■ Requirement ■
Search the records for the string "filter" and copy every line in which it appears.

(Exercise materials Opens)

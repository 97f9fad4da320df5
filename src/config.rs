use std::env;
use std::path::{Path, PathBuf};

// Default configuration constants
pub const DEFAULT_HOST: &str = "127.0.0.1";
pub const DEFAULT_PORT: u16 = 8080;
pub const DEFAULT_PUBLIC_BASE_URL: &str = "";
pub const DEFAULT_CONTENT_FILE: &str = "content.json";
pub const DEFAULT_MEDIA_ROOT: &str = "media";
pub const DEFAULT_LANGUAGES: &str = "en";
pub const DEFAULT_REMOTE_USER_HEADER: &str = "x-remote-user";
pub const DEFAULT_REMOTE_ROLE_HEADER: &str = "x-remote-role";

/// Directory (below the media root) used to stage wizard uploads.
pub const WIZARD_TMP_DIR: &str = "wizard_tmp_files";
pub const DEFAULT_SESSION_TTL_SECS: u64 = 7200;
pub const SESSION_SWEEP_INTERVAL_SECS: u64 = 300;

pub fn load_env_file(env_file: Option<&str>) {
    if let Some(path) = env_file {
        dotenvy::from_path(Path::new(path)).ok();
    } else {
        dotenvy::dotenv().ok();
    }
}

pub fn get_host() -> String {
    env::var("HOST")
        .ok()
        .filter(|h| !h.trim().is_empty())
        .unwrap_or_else(|| DEFAULT_HOST.to_string())
}

/// `PORT` if it parses, otherwise [`DEFAULT_PORT`].
pub fn get_port() -> u16 {
    env::var("PORT")
        .ok()
        .and_then(|p| p.trim().parse().ok())
        .unwrap_or(DEFAULT_PORT)
}

pub fn get_public_base_url() -> String {
    sanitize_base_url(&env::var("PUBLIC_BASE_URL").unwrap_or_else(|_| DEFAULT_PUBLIC_BASE_URL.to_string()))
}

pub fn get_content_file() -> PathBuf {
    PathBuf::from(env::var("CONTENT_FILE").unwrap_or_else(|_| DEFAULT_CONTENT_FILE.to_string()))
}

pub fn get_media_root() -> PathBuf {
    PathBuf::from(env::var("MEDIA_ROOT").unwrap_or_else(|_| DEFAULT_MEDIA_ROOT.to_string()))
}

pub fn get_wizard_tmp_dir() -> PathBuf {
    get_media_root().join(WIZARD_TMP_DIR)
}

/// Idle time after which a wizard session and its staged uploads are dropped.
pub fn get_session_ttl_secs() -> u64 {
    env::var("WIZARD_SESSION_TTL_SECS")
        .ok()
        .and_then(|v| v.trim().parse().ok())
        .filter(|secs| *secs > 0)
        .unwrap_or(DEFAULT_SESSION_TTL_SECS)
}

/// Configured site languages, in priority order. Never empty.
pub fn get_languages() -> Vec<String> {
    let raw = env::var("LANGUAGES").unwrap_or_else(|_| DEFAULT_LANGUAGES.to_string());
    let langs = parse_language_list(&raw);
    if langs.is_empty() {
        parse_language_list(DEFAULT_LANGUAGES)
    } else {
        langs
    }
}

/// The fallback language; must be one of [`get_languages`].
pub fn get_default_language() -> String {
    let languages = get_languages();
    match env::var("LANGUAGE_CODE") {
        Ok(code) => {
            let code = code.trim().to_lowercase();
            if languages.contains(&code) {
                code
            } else {
                languages[0].clone()
            }
        }
        Err(_) => languages[0].clone(),
    }
}

pub fn get_remote_user_header() -> String {
    env::var("REMOTE_USER_HEADER")
        .map(|h| h.trim().to_lowercase())
        .ok()
        .filter(|h| !h.is_empty())
        .unwrap_or_else(|| DEFAULT_REMOTE_USER_HEADER.to_string())
}

pub fn get_remote_role_header() -> String {
    env::var("REMOTE_ROLE_HEADER")
        .map(|h| h.trim().to_lowercase())
        .ok()
        .filter(|h| !h.is_empty())
        .unwrap_or_else(|| DEFAULT_REMOTE_ROLE_HEADER.to_string())
}

pub fn parse_language_list(raw: &str) -> Vec<String> {
    let mut out: Vec<String> = Vec::new();
    for code in raw.split(',') {
        let t = code.trim().to_lowercase();
        if !t.is_empty() && !out.contains(&t) {
            out.push(t);
        }
    }
    out
}

pub fn sanitize_base_url(raw: &str) -> String {
    let trimmed = raw.trim().trim_end_matches('/');
    if trimmed.is_empty() {
        "http://localhost:8080".to_string()
    } else {
        trimmed.to_string()
    }
}
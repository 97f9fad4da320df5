/// Error types for the creation wizard
use thiserror::Error;

use crate::services::StoreError;

use super::step::Step;

/// Errors that can occur while driving the wizard
#[derive(Debug, Error)]
pub enum WizardError {
    /// An entry id that is not in the registry
    #[error("Unknown wizard entry: {0}")]
    UnknownEntry(String),

    /// Step-two resources were requested before step one validated
    #[error("Step one has not been completed")]
    StepOneIncomplete,

    /// The hidden current-step field is missing or does not match the session
    #[error("ManagementForm data is missing or has been tampered with")]
    ManagementForm,

    /// Save was attempted on a form that did not validate
    #[error("The form for step {0} is not valid")]
    InvalidForm(Step),

    /// The acting user may not use the selected entry
    #[error("You do not have permission to create {0}")]
    PermissionDenied(String),

    /// Content store failure; the surrounding transaction was rolled back
    #[error("Content store error: {0}")]
    Store(#[from] StoreError),

    /// Staging or reading an uploaded file failed
    #[error("Upload staging error: {0}")]
    Files(#[from] std::io::Error),

    /// Rendering a wizard template failed
    #[error("Template error: {0}")]
    Template(#[from] askama::Error),
}

impl WizardError {
    /// Whether the error was caused by the request rather than the server.
    pub fn is_client_error(&self) -> bool {
        matches!(
            self,
            WizardError::UnknownEntry(_)
                | WizardError::ManagementForm
                | WizardError::PermissionDenied(_)
        )
    }
}
// Wizard templates
pub mod message_template;
pub mod wizard_create_template;
pub mod wizard_done_template;
pub mod wizard_start_template;

// Re-export all templates
pub use message_template::MessageTemplate;
pub use wizard_create_template::WizardCreateTemplate;
pub use wizard_done_template::WizardDoneTemplate;
pub use wizard_start_template::WizardStartTemplate;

(Exercise materials Closes)

■ Reply ■
        .filter(|h| !h.trim().is_empty())
        .filter(|secs| *secs > 0)
        .filter(|h| !h.is_empty())
        .filter(|h| !h.is_empty())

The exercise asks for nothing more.